//! Error types for the exchange.

use axum::{
    Json,
    http::StatusCode,
    response::{IntoResponse, Response},
};
use serde_json::json;
use thiserror::Error;

/// Application result type.
pub type AppResult<T> = Result<T, AppError>;

/// Application error type.
#[derive(Debug, Error)]
pub enum AppError {
    // === Client Errors ===
    #[error("Not found: {0}")]
    NotFound(String),

    #[error("Crop post not found: {0}")]
    PostNotFound(String),

    #[error("Deal not found: {0}")]
    DealNotFound(String),

    #[error("Unauthorized")]
    Unauthorized,

    #[error("Forbidden: {0}")]
    Forbidden(String),

    #[error("Bad request: {0}")]
    BadRequest(String),

    #[error("Validation error: {0}")]
    Validation(String),

    #[error("Conflict: {0}")]
    Conflict(String),

    #[error("Rate limited")]
    RateLimited,

    // === Server Errors ===
    #[error("Database error: {0}")]
    Database(String),

    #[error("Configuration error: {0}")]
    Config(String),

    #[error("Internal error: {0}")]
    Internal(String),
}

impl AppError {
    /// Returns the HTTP status code for this error.
    #[must_use]
    pub const fn status_code(&self) -> StatusCode {
        match self {
            Self::NotFound(_) | Self::PostNotFound(_) | Self::DealNotFound(_) => {
                StatusCode::NOT_FOUND
            }
            Self::Unauthorized => StatusCode::UNAUTHORIZED,
            Self::Forbidden(_) => StatusCode::FORBIDDEN,
            Self::BadRequest(_) | Self::Validation(_) => StatusCode::BAD_REQUEST,
            Self::Conflict(_) => StatusCode::CONFLICT,
            Self::RateLimited => StatusCode::TOO_MANY_REQUESTS,
            Self::Database(_) | Self::Config(_) | Self::Internal(_) => {
                StatusCode::INTERNAL_SERVER_ERROR
            }
        }
    }

    /// Returns the error code for API responses.
    #[must_use]
    pub const fn error_code(&self) -> &'static str {
        match self {
            Self::NotFound(_) => "NOT_FOUND",
            Self::PostNotFound(_) => "POST_NOT_FOUND",
            Self::DealNotFound(_) => "DEAL_NOT_FOUND",
            Self::Unauthorized => "UNAUTHORIZED",
            Self::Forbidden(_) => "FORBIDDEN",
            Self::BadRequest(_) => "BAD_REQUEST",
            Self::Validation(_) => "VALIDATION_ERROR",
            Self::Conflict(_) => "CONFLICT",
            Self::RateLimited => "RATE_LIMITED",
            Self::Database(_) => "DATABASE_ERROR",
            Self::Config(_) => "CONFIG_ERROR",
            Self::Internal(_) => "INTERNAL_ERROR",
        }
    }

    /// Returns whether this error should be logged at error level.
    #[must_use]
    pub fn is_server_error(&self) -> bool {
        self.status_code().is_server_error()
    }
}

impl IntoResponse for AppError {
    fn into_response(self) -> Response {
        let status = self.status_code();
        let code = self.error_code();

        if self.is_server_error() {
            tracing::error!(error = %self, code = code, "Server error occurred");
        } else {
            tracing::debug!(error = %self, code = code, "Client error occurred");
        }

        let body = Json(json!({
            "error": {
                "code": code,
                "message": self.to_string(),
            }
        }));

        (status, body).into_response()
    }
}

impl From<validator::ValidationErrors> for AppError {
    fn from(err: validator::ValidationErrors) -> Self {
        Self::Validation(err.to_string())
    }
}

impl From<config::ConfigError> for AppError {
    fn from(err: config::ConfigError) -> Self {
        Self::Config(err.to_string())
    }
}

impl From<anyhow::Error> for AppError {
    fn from(err: anyhow::Error) -> Self {
        Self::Internal(err.to_string())
    }
}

┄┄┄┄┄┄┄┄┄┄┄┄┄┄┄┄┄┄┄┄

*ACTIVITY*
The complete listing, from first line to last, should be copied verbatim.

*YOUR SOLUTION*
//! Error types for the exchange.

use axum::{
    Json,
    http::StatusCode,
    response::{IntoResponse, Response},
};
use serde_json::json;
use thiserror::Error;

/// Application result type.
pub type AppResult<T> = Result<T, AppError>;

/// Application error type.
#[derive(Debug, Error)]
pub enum AppError {
    // === Client Errors ===
    #[error("Not found: {0}")]
    NotFound(String),

    #[error("Crop post not found: {0}")]
    PostNotFound(String),

    #[error("Deal not found: {0}")]
    DealNotFound(String),

    #[error("Unauthorized")]
    Unauthorized,

    #[error("Forbidden: {0}")]
    Forbidden(String),

    #[error("Bad request: {0}")]
    BadRequest(String),

    #[error("Validation error: {0}")]
    Validation(String),

    #[error("Conflict: {0}")]
    Conflict(String),

    #[error("Rate limited")]
    RateLimited,

    // === Server Errors ===
    #[error("Database error: {0}")]
    Database(String),

    #[error("Configuration error: {0}")]
    Config(String),

    #[error("Internal error: {0}")]
    Internal(String),
}

impl AppError {
    /// Returns the HTTP status code for this error.
    #[must_use]
    pub const fn status_code(&self) -> StatusCode {
        match self {
            Self::NotFound(_) | Self::PostNotFound(_) | Self::DealNotFound(_) => {
                StatusCode::NOT_FOUND
            }
            Self::Unauthorized => StatusCode::UNAUTHORIZED,
            Self::Forbidden(_) => StatusCode::FORBIDDEN,
            Self::BadRequest(_) | Self::Validation(_) => StatusCode::BAD_REQUEST,
            Self::Conflict(_) => StatusCode::CONFLICT,
            Self::RateLimited => StatusCode::TOO_MANY_REQUESTS,
            Self::Database(_) | Self::Config(_) | Self::Internal(_) => {
                StatusCode::INTERNAL_SERVER_ERROR
            }
        }
    }

    /// Returns the error code for API responses.
    #[must_use]
    pub const fn error_code(&self) -> &'static str {
        match self {
            Self::NotFound(_) => "NOT_FOUND",
            Self::PostNotFound(_) => "POST_NOT_FOUND",
            Self::DealNotFound(_) => "DEAL_NOT_FOUND",
            Self::Unauthorized => "UNAUTHORIZED",
            Self::Forbidden(_) => "FORBIDDEN",
            Self::BadRequest(_) => "BAD_REQUEST",
            Self::Validation(_) => "VALIDATION_ERROR",
            Self::Conflict(_) => "CONFLICT",
            Self::RateLimited => "RATE_LIMITED",
            Self::Database(_) => "DATABASE_ERROR",
            Self::Config(_) => "CONFIG_ERROR",
            Self::Internal(_) => "INTERNAL_ERROR",
        }
    }

    /// Returns whether this error should be logged at error level.
    #[must_use]
    pub fn is_server_error(&self) -> bool {
        self.status_code().is_server_error()
    }
}

impl IntoResponse for AppError {
    fn into_response(self) -> Response {
        let status = self.status_code();
        let code = self.error_code();

        if self.is_server_error() {
            tracing::error!(error = %self, code = code, "Server error occurred");
        } else {
            tracing::debug!(error = %self, code = code, "Client error occurred");
        }

        let body = Json(json!({
            "error": {
                "code": code,
                "message": self.to_string(),
            }
        }));

        (status, body).into_response()
    }
}

impl From<validator::ValidationErrors> for AppError {
    fn from(err: validator::ValidationErrors) -> Self {
        Self::Validation(err.to_string())
    }
}

impl From<config::ConfigError> for AppError {
    fn from(err: config::ConfigError) -> Self {
        Self::Config(err.to_string())
    }
}

impl From<anyhow::Error> for AppError {
    fn from(err: anyhow::Error) -> Self {
        Self::Internal(err.to_string())
    }
}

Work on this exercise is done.